**Problem to solve:** Find how many lines in the data below include the word "label", then write only that number.

**Working data:**
//! Quality assessments produced by critique providers.
//!
//! Scores live on a fixed 0-10 scale. Every stage reports its dimensions through a
//! [`ScoreCard`] with a closed set of [`Dimension`]s, so rule evaluation stays exhaustive.

use std::fmt;

use schemars::JsonSchema;
use serde::{Deserialize, Serialize};

use crate::error::{LoopError, Result};

/// A quality score in `[0, 10]`.
#[derive(Debug, Clone, Copy, PartialEq, PartialOrd, Default, Serialize, Deserialize)]
#[serde(try_from = "f64", into = "f64")]
pub struct Score(f64);

impl Score {
    pub const MIN: Score = Score(0.0);
    pub const MAX: Score = Score(10.0);

    /// Create a score, rejecting NaN and values outside `[0, 10]`.
    pub fn new(value: f64) -> Result<Self> {
        if value.is_nan() || !(0.0..=10.0).contains(&value) {
            return Err(LoopError::ScoreOutOfRange(value));
        }
        Ok(Self(value))
    }

    /// Create a score, clamping into range. NaN becomes zero.
    pub fn clamped(value: f64) -> Self {
        if value.is_nan() {
            return Self::MIN;
        }
        Self(value.clamp(0.0, 10.0))
    }

    pub fn value(self) -> f64 {
        self.0
    }

    /// Weighted sum of `(score, weight)` pairs, clamped into range.
    pub fn weighted(parts: &[(Score, f64)]) -> Self {
        Self::clamped(parts.iter().map(|(s, w)| s.0 * w).sum())
    }
}

impl TryFrom<f64> for Score {
    type Error = LoopError;

    fn try_from(value: f64) -> Result<Self> {
        Self::new(value)
    }
}

impl From<Score> for f64 {
    fn from(score: Score) -> f64 {
        score.0
    }
}

impl fmt::Display for Score {
    fn fmt(&self, f: &mut fmt::Formatter<'_>) -> fmt::Result {
        write!(f, "{:.1}", self.0)
    }
}

/// How severe a reported issue is.
#[derive(
    Debug, Clone, Copy, PartialEq, Eq, PartialOrd, Ord, Hash, Serialize, Deserialize, JsonSchema,
)]
#[serde(rename_all = "lowercase")]
pub enum Severity {
    #[serde(alias = "low")]
    Minor,
    #[serde(alias = "medium", alias = "high")]
    Major,
    Critical,
}

/// Closed set of quality dimensions across all stages.
#[derive(Debug, Clone, Copy, PartialEq, Eq, Hash, Serialize, Deserialize, JsonSchema)]
#[serde(rename_all = "snake_case")]
pub enum Dimension {
    /// Single holistic score for a story structure.
    Story,
    VisualCoherence,
    NarrativeFlow,
    CharacterConsistency,
    PacingQuality,
    TechnicalFeasibility,
    StyleAlignment,
    /// Structural correctness of bodies in a rendered clip.
    Anatomy,
    /// Fidelity of a rendered clip to its reference images.
    Consistency,
    /// Playback quality of a rendered clip.
    Technical,
}

/// What kind of remedy a weak dimension calls for.
#[derive(Debug, Clone, Copy, PartialEq, Eq)]
pub enum Aspect {
    Identity,
    Complexity,
    Structure,
    Narrative,
    Style,
}

impl Dimension {
    pub fn label(self) -> &'static str {
        match self {
            Self::Story => "story",
            Self::VisualCoherence => "visual coherence",
            Self::NarrativeFlow => "narrative flow",
            Self::CharacterConsistency => "character consistency",
            Self::PacingQuality => "pacing quality",
            Self::TechnicalFeasibility => "technical feasibility",
            Self::StyleAlignment => "style alignment",
            Self::Anatomy => "anatomy",
            Self::Consistency => "consistency",
            Self::Technical => "technical",
        }
    }

    pub fn aspect(self) -> Aspect {
        match self {
            Self::CharacterConsistency | Self::Consistency => Aspect::Identity,
            Self::TechnicalFeasibility | Self::Technical | Self::PacingQuality => {
                Aspect::Complexity
            }
            Self::Anatomy | Self::VisualCoherence => Aspect::Structure,
            Self::Story | Self::NarrativeFlow => Aspect::Narrative,
            Self::StyleAlignment => Aspect::Style,
        }
    }
}

impl fmt::Display for Dimension {
    fn fmt(&self, f: &mut fmt::Formatter<'_>) -> fmt::Result {
        f.write_str(self.label())
    }
}

/// A single defect reported by a critic or validator.
#[derive(Debug, Clone, PartialEq, Serialize, Deserialize, JsonSchema)]
pub struct Issue {
    #[serde(default, skip_serializing_if = "Option::is_none")]
    pub dimension: Option<Dimension>,
    pub severity: Severity,
    pub description: String,
    #[serde(default, skip_serializing_if = "Option::is_none")]
    pub suggestion: Option<String>,
}

impl Issue {
    pub fn new(severity: Severity, description: impl Into<String>) -> Self {
        Self {
            dimension: None,
            severity,
            description: description.into(),
            suggestion: None,
        }
    }

    pub fn critical(description: impl Into<String>) -> Self {
        Self::new(Severity::Critical, description)
    }

    pub fn in_dimension(mut self, dimension: Dimension) -> Self {
        self.dimension = Some(dimension);
        self
    }

    pub fn with_suggestion(mut self, suggestion: impl Into<String>) -> Self {
        self.suggestion = Some(suggestion.into());
        self
    }
}

/// Per-stage fixed set of dimension scores.
pub trait ScoreCard: Clone + fmt::Debug + Serialize + Send + Sync + 'static {
    /// Every dimension this card scores, in a stable order.
    fn dimensions(&self) -> Vec<(Dimension, Score)>;

    /// The single aggregate score used for decisions.
    fn overall(&self) -> Score;

    fn get(&self, dimension: Dimension) -> Option<Score> {
        self.dimensions()
            .into_iter()
            .find(|(d, _)| *d == dimension)
            .map(|(_, s)| s)
    }
}

/// Structured assessment of one candidate.
///
/// `overall` is computed from the score card once, at construction, and cannot be set
/// independently. Whether it passes is always derived against a caller-supplied threshold.
#[derive(Debug, Clone, Serialize)]
pub struct CritiqueResult<C> {
    scores: C,
    overall: Score,
    pub strengths: Vec<String>,
    pub weaknesses: Vec<String>,
    pub suggestions: Vec<String>,
    pub issues: Vec<Issue>,
}

impl<C: ScoreCard> CritiqueResult<C> {
    pub fn new(scores: C) -> Self {
        let overall = scores.overall();
        Self {
            scores,
            overall,
            strengths: Vec::new(),
            weaknesses: Vec::new(),
            suggestions: Vec::new(),
            issues: Vec::new(),
        }
    }

    pub fn with_strengths(mut self, strengths: Vec<String>) -> Self {
        self.strengths = strengths;
        self
    }

    pub fn with_weaknesses(mut self, weaknesses: Vec<String>) -> Self {
        self.weaknesses = weaknesses;
        self
    }

    pub fn with_suggestions(mut self, suggestions: Vec<String>) -> Self {
        self.suggestions = suggestions;
        self
    }

    pub fn with_issue(mut self, issue: Issue) -> Self {
        self.issues.push(issue);
        self
    }

    pub fn with_issues(mut self, issues: impl IntoIterator<Item = Issue>) -> Self {
        self.issues.extend(issues);
        self
    }

    pub fn scores(&self) -> &C {
        &self.scores
    }

    pub fn overall(&self) -> Score {
        self.overall
    }

    pub fn passes_threshold(&self, threshold: Score) -> bool {
        self.overall >= threshold
    }

    /// True when any reported issue is critical.
    pub fn has_critical(&self) -> bool {
        self.issues.iter().any(|i| i.severity == Severity::Critical)
    }

    pub fn issues_with(&self, severity: Severity) -> impl Iterator<Item = &Issue> {
        self.issues.iter().filter(move |i| i.severity == severity)
    }
}

#[cfg(test)]
mod tests {
    use super::*;

    #[derive(Debug, Clone, Serialize)]
    struct Pair {
        a: Score,
        b: Score,
    }

    impl ScoreCard for Pair {
        fn dimensions(&self) -> Vec<(Dimension, Score)> {
            vec![(Dimension::Anatomy, self.a), (Dimension::Technical, self.b)]
        }

        fn overall(&self) -> Score {
            Score::weighted(&[(self.a, 0.5), (self.b, 0.5)])
        }
    }

    fn score(v: f64) -> Score {
        Score::new(v).unwrap()
    }

    #[test]
    fn test_score_range() {
        assert!(Score::new(10.0).is_ok());
        assert!(Score::new(0.0).is_ok());
        assert!(Score::new(10.01).is_err());
        assert!(Score::new(-0.1).is_err());
        assert!(Score::new(f64::NAN).is_err());
        assert_eq!(Score::clamped(12.0), Score::MAX);
        assert_eq!(Score::clamped(f64::NAN), Score::MIN);
    }

    #[test]
    fn test_score_deserialize_rejects_out_of_range() {
        assert!(serde_json::from_str::<Score>("7.5").is_ok());
        assert!(serde_json::from_str::<Score>("11").is_err());
    }

    #[test]
    fn test_overall_is_derived_from_scores() {
        let critique = CritiqueResult::new(Pair {
            a: score(8.0),
            b: score(6.0),
        });
        assert_eq!(critique.overall(), score(7.0));
        assert!(critique.passes_threshold(score(7.0)));
        assert!(!critique.passes_threshold(score(7.5)));
        assert_eq!(critique.scores().get(Dimension::Technical), Some(score(6.0)));
        assert_eq!(critique.scores().get(Dimension::Story), None);
    }

    #[test]
    fn test_critical_detection() {
        let critique = CritiqueResult::new(Pair {
            a: score(9.0),
            b: score(9.0),
        })
        .with_issue(Issue::new(Severity::Minor, "slight blur"));
        assert!(!critique.has_critical());

        let critique =
            critique.with_issue(Issue::critical("extra limb").in_dimension(Dimension::Anatomy));
        assert!(critique.has_critical());
        assert_eq!(critique.issues_with(Severity::Critical).count(), 1);
    }

    #[test]
    fn test_severity_aliases() {
        let sev: Severity = serde_json::from_str("\"medium\"").unwrap();
        assert_eq!(sev, Severity::Major);
        let sev: Severity = serde_json::from_str("\"critical\"").unwrap();
        assert_eq!(sev, Severity::Critical);
    }
}
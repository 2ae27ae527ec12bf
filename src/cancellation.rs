use std::sync::atomic::{AtomicBool, Ordering};
use std::sync::Arc;

/// Cooperative cancellation shared between a caller and its runs.
///
/// The controller checks the token at the top of every cycle; an in-flight provider call is
/// never interrupted.
#[derive(Debug, Clone, Default)]
pub struct CancellationToken {
    cancelled: Arc<AtomicBool>,
}

impl CancellationToken {
    pub fn new() -> Self {
        Self::default()
    }

    pub fn is_cancelled(&self) -> bool {
        self.cancelled.load(Ordering::Relaxed)
    }

    pub fn cancel(&self) {
        self.cancelled.store(true, Ordering::Relaxed);
    }
}

#[cfg(test)]
mod tests {
    use super::*;

    #[test]
    fn test_clones_share_state() {
        let token = CancellationToken::new();
        let child = token.clone();
        assert!(!child.is_cancelled());
        token.cancel();
        assert!(child.is_cancelled());
    }
}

**Your response:** 2